Энн поёжилась. От волнения она даже забыла спросить, что такое вертолёты. Да и какое это имело значение?..
– Спустя пятнадцать минут второй самолёт протаранил Южную башню. Трагедия повторилась. Третий самолёт врезался в Пентагон. Это пятиугольное здание около Вашингтона, где сидит военное ведомство, – пояснил пришелец. – Четвёртый лайнер пассажиры пытались отбить, и он рухнул в пенсильванском лесу возле Питтсбурга. Ни один из тех, кто был на борту захваченных самолётов, не выжил, хотя кто-то из них успел позвонить домой. Нынешние телефоны работают без проводов и свободно входят в карман, – вздохнул джинн. – И все думают – вот, раз я окружён комфортом, значит, я в безопасности.
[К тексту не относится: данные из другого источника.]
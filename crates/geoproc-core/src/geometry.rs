//! Geometry type vocabulary shared by the inspector and the operations.

use std::{fmt, str::FromStr};

use serde::{Deserialize, Serialize};

use crate::error::{ProcessorError, Result};

/// Prefix PostGIS puts in front of every `ST_GeometryType` result.
pub const VENDOR_PREFIX: &str = "ST_";

/// Prefix marking multipart geometry types.
pub const MULTI_PREFIX: &str = "Multi";

/// Singlepart geometry kinds understood by the operations.
#[derive(Debug, Clone, Copy, PartialEq, Eq, Hash, Serialize, Deserialize)]
pub enum GeometryKind {
    Point,
    LineString,
    Polygon,
}

/// Topological dimension of each geometry kind.
pub const DIMENSION: [(GeometryKind, u8); 3] = [
    (GeometryKind::Point, 0),
    (GeometryKind::LineString, 1),
    (GeometryKind::Polygon, 2),
];

impl GeometryKind {
    pub fn as_str(&self) -> &'static str {
        match self {
            GeometryKind::Point => "Point",
            GeometryKind::LineString => "LineString",
            GeometryKind::Polygon => "Polygon",
        }
    }

    pub fn dimension(&self) -> u8 {
        DIMENSION
            .iter()
            .find(|(kind, _)| kind == self)
            .map(|(_, dimension)| *dimension)
            .unwrap_or_default()
    }
}

impl fmt::Display for GeometryKind {
    fn fmt(&self, f: &mut fmt::Formatter<'_>) -> fmt::Result {
        f.write_str(self.as_str())
    }
}

impl FromStr for GeometryKind {
    type Err = ProcessorError;

    fn from_str(s: &str) -> Result<Self> {
        match s {
            "Point" => Ok(GeometryKind::Point),
            "LineString" => Ok(GeometryKind::LineString),
            "Polygon" => Ok(GeometryKind::Polygon),
            other => Err(ProcessorError::UnsupportedGeometryKind(other.to_owned())),
        }
    }
}

/// Converts a PostGIS geometry type (`ST_MultiPolygon`) to its generic form
/// (`MultiPolygon`). With `allow_multi == false` the multipart prefix is
/// dropped as well (`Polygon`).
pub fn convert_st_to_type(geometry: &str, allow_multi: bool) -> Result<String> {
    let generic = geometry
        .strip_prefix(VENDOR_PREFIX)
        .ok_or_else(|| ProcessorError::InvalidGeometryType(geometry.to_owned()))?;

    if allow_multi {
        Ok(generic.to_owned())
    } else {
        Ok(singlepart(generic).to_owned())
    }
}

/// Drops a leading `Multi` from a generic geometry type.
pub fn singlepart(generic: &str) -> &str {
    generic.strip_prefix(MULTI_PREFIX).unwrap_or(generic)
}

#[cfg(test)]
mod tests {
    use super::*;

    #[test]
    fn strips_vendor_prefix() {
        assert_eq!(convert_st_to_type("ST_MultiPolygon", true).unwrap(), "MultiPolygon");
        assert_eq!(convert_st_to_type("ST_LineString", true).unwrap(), "LineString");
    }

    #[test]
    fn collapses_multipart_when_not_allowed() {
        assert_eq!(convert_st_to_type("ST_MultiPolygon", false).unwrap(), "Polygon");
        assert_eq!(convert_st_to_type("ST_MultiPoint", false).unwrap(), "Point");
        assert_eq!(convert_st_to_type("ST_Point", false).unwrap(), "Point");
        assert_eq!(singlepart("MultiLineString"), "LineString");
    }

    #[test]
    fn rejects_foreign_prefixes() {
        let err = convert_st_to_type("XY_Polygon", true).unwrap_err();
        assert!(matches!(err, ProcessorError::InvalidGeometryType(t) if t == "XY_Polygon"));
        assert!(convert_st_to_type("Polygon", false).is_err());
    }

    #[test]
    fn dimension_table() {
        assert_eq!(GeometryKind::Point.dimension(), 0);
        assert_eq!(GeometryKind::LineString.dimension(), 1);
        assert_eq!("Polygon".parse::<GeometryKind>().unwrap().dimension(), 2);
        assert!(matches!(
            "GeometryCollection".parse::<GeometryKind>(),
            Err(ProcessorError::UnsupportedGeometryKind(_))
        ));
    }
}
Ни черта подобного. Всего погибло три тысячи человек. Восемнадцать смельчаков ухитрились покинуть зону попадания в Южной башне и спастись, и то потому, что удар пришёлся по касательной.
Земляк достал из кармана фляжку и отхлебнул, затем, спохватившись, протянул огненную воду Энн. Женщина, обжигаясь, выпила проклятое Аллахом зелье, но опьянение не пришло, только сердце заныло, да кровь застучала в висках.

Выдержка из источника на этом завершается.